[ACTIVITY] Look through the material below for "Running". Copy every line that contains it.

[RECORDED INFORMATION]

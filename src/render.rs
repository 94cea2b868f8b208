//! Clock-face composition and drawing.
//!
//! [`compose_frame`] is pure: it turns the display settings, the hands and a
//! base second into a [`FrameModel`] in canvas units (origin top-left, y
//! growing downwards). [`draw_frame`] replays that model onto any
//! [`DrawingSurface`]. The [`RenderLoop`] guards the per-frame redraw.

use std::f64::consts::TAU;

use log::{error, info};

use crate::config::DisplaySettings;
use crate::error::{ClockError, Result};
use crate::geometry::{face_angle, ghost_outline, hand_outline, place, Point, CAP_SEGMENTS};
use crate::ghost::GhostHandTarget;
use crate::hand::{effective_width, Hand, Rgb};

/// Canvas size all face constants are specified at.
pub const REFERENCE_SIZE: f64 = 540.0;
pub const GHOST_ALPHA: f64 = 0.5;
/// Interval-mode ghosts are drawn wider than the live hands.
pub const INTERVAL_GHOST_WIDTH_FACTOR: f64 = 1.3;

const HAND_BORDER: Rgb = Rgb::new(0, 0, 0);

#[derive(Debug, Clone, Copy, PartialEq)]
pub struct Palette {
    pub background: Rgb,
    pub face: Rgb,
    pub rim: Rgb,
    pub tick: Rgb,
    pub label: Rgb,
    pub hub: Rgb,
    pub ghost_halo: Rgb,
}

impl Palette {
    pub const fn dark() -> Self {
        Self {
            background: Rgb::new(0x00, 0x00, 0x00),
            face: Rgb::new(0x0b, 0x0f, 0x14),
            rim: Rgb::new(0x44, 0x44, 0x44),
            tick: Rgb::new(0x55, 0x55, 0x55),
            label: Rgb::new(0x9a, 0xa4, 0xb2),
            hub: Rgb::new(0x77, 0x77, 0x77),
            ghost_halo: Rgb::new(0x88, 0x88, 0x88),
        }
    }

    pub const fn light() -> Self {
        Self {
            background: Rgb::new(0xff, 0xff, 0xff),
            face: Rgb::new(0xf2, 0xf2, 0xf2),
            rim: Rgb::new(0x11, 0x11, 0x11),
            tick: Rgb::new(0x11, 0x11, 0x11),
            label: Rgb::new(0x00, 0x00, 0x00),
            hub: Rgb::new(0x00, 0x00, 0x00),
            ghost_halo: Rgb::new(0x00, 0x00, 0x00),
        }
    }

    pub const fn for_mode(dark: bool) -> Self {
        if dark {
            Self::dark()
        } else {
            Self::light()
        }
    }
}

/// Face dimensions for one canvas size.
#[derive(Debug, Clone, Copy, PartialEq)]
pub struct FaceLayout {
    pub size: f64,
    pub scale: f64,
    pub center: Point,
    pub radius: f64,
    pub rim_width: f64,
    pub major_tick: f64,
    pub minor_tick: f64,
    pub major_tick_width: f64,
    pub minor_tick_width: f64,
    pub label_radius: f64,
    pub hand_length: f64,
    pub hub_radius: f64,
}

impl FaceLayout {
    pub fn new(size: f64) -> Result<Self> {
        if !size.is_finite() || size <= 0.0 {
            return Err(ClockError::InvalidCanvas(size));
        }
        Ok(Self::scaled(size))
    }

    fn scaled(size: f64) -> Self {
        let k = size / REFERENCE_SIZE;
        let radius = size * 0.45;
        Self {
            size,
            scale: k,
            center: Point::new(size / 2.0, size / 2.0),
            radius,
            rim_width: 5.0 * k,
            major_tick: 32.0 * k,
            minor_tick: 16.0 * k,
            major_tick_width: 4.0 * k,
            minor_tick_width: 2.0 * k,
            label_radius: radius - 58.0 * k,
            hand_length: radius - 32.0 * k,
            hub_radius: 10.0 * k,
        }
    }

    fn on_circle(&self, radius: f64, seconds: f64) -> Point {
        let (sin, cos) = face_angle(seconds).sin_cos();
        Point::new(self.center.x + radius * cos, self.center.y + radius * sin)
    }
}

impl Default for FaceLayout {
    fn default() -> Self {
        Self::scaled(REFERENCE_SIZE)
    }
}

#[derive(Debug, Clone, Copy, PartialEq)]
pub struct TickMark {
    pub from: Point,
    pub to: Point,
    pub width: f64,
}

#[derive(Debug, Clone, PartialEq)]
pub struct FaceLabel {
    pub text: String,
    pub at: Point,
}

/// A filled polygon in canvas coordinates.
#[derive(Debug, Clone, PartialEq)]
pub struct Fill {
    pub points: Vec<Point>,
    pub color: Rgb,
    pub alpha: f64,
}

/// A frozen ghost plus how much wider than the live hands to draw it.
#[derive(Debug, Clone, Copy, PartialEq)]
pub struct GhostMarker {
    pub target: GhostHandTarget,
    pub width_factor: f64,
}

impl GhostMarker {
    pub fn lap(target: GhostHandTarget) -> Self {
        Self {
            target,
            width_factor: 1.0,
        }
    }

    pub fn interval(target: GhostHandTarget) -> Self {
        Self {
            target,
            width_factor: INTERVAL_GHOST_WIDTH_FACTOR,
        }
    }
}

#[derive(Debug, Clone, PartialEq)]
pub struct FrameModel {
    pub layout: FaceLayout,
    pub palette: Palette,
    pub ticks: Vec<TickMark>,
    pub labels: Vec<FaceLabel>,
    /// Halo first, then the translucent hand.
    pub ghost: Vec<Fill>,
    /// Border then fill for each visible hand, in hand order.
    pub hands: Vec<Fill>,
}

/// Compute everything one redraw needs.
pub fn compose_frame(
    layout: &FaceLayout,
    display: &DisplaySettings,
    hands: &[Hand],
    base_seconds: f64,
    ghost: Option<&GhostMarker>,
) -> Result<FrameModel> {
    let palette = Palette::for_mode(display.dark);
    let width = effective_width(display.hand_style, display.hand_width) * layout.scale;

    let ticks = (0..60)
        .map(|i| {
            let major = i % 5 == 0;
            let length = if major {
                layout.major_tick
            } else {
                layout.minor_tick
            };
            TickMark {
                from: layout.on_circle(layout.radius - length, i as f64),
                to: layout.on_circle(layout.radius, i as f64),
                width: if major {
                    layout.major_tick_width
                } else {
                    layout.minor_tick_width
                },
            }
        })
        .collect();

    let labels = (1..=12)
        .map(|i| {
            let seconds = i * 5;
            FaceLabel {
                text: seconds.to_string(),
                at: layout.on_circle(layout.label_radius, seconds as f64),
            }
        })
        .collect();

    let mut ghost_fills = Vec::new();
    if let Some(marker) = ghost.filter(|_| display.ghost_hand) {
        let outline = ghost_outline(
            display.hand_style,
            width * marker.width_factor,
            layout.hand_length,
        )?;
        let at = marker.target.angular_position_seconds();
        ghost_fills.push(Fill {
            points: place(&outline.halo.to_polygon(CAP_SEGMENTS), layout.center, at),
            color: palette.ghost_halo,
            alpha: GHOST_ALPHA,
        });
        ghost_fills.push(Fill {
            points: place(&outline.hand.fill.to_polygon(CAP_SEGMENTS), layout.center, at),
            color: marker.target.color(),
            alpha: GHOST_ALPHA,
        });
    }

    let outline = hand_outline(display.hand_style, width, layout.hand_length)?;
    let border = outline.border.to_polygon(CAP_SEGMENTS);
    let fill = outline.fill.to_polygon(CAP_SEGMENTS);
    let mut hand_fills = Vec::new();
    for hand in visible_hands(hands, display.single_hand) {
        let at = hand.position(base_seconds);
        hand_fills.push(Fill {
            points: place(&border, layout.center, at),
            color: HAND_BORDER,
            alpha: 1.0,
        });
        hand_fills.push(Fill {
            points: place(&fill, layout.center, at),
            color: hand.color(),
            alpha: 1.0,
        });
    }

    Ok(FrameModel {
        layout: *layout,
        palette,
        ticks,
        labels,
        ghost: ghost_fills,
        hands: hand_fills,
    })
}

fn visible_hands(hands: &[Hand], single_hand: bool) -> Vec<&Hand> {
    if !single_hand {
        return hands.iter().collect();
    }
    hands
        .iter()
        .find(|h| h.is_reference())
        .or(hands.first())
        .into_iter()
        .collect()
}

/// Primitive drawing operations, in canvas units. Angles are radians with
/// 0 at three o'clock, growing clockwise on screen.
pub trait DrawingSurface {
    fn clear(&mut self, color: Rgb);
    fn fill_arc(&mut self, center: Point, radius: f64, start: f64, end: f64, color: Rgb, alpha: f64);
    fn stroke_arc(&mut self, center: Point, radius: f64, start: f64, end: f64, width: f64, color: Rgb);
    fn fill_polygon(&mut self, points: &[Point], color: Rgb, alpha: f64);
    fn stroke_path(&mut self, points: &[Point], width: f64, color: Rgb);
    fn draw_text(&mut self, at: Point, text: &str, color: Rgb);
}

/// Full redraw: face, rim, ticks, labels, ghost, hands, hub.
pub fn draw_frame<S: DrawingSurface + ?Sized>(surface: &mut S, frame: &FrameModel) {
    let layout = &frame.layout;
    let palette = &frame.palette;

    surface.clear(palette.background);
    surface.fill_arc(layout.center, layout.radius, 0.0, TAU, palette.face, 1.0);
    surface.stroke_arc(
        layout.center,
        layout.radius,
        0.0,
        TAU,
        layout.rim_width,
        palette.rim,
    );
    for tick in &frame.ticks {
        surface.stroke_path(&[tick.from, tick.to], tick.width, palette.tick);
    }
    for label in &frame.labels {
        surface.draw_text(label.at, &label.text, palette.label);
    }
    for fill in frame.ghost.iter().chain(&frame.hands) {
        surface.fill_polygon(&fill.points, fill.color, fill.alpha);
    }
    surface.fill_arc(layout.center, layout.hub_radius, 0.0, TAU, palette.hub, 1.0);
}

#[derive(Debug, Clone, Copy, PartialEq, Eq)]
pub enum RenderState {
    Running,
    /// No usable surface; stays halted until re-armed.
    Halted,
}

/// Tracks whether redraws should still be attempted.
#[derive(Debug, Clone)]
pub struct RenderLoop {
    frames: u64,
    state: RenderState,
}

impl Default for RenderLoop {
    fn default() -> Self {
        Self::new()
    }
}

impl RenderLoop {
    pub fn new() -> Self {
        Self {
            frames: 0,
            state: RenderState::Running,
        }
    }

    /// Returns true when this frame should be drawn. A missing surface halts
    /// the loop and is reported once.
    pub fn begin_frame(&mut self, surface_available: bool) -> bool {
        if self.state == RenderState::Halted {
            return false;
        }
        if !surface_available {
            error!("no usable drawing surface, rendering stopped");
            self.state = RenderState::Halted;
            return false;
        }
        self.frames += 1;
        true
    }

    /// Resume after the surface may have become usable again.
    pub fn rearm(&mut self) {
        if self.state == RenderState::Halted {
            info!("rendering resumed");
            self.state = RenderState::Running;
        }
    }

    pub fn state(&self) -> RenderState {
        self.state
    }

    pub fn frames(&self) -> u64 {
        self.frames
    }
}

[FINISHED TASK]
    Running,
            state: RenderState::Running,
            self.state = RenderState::Running;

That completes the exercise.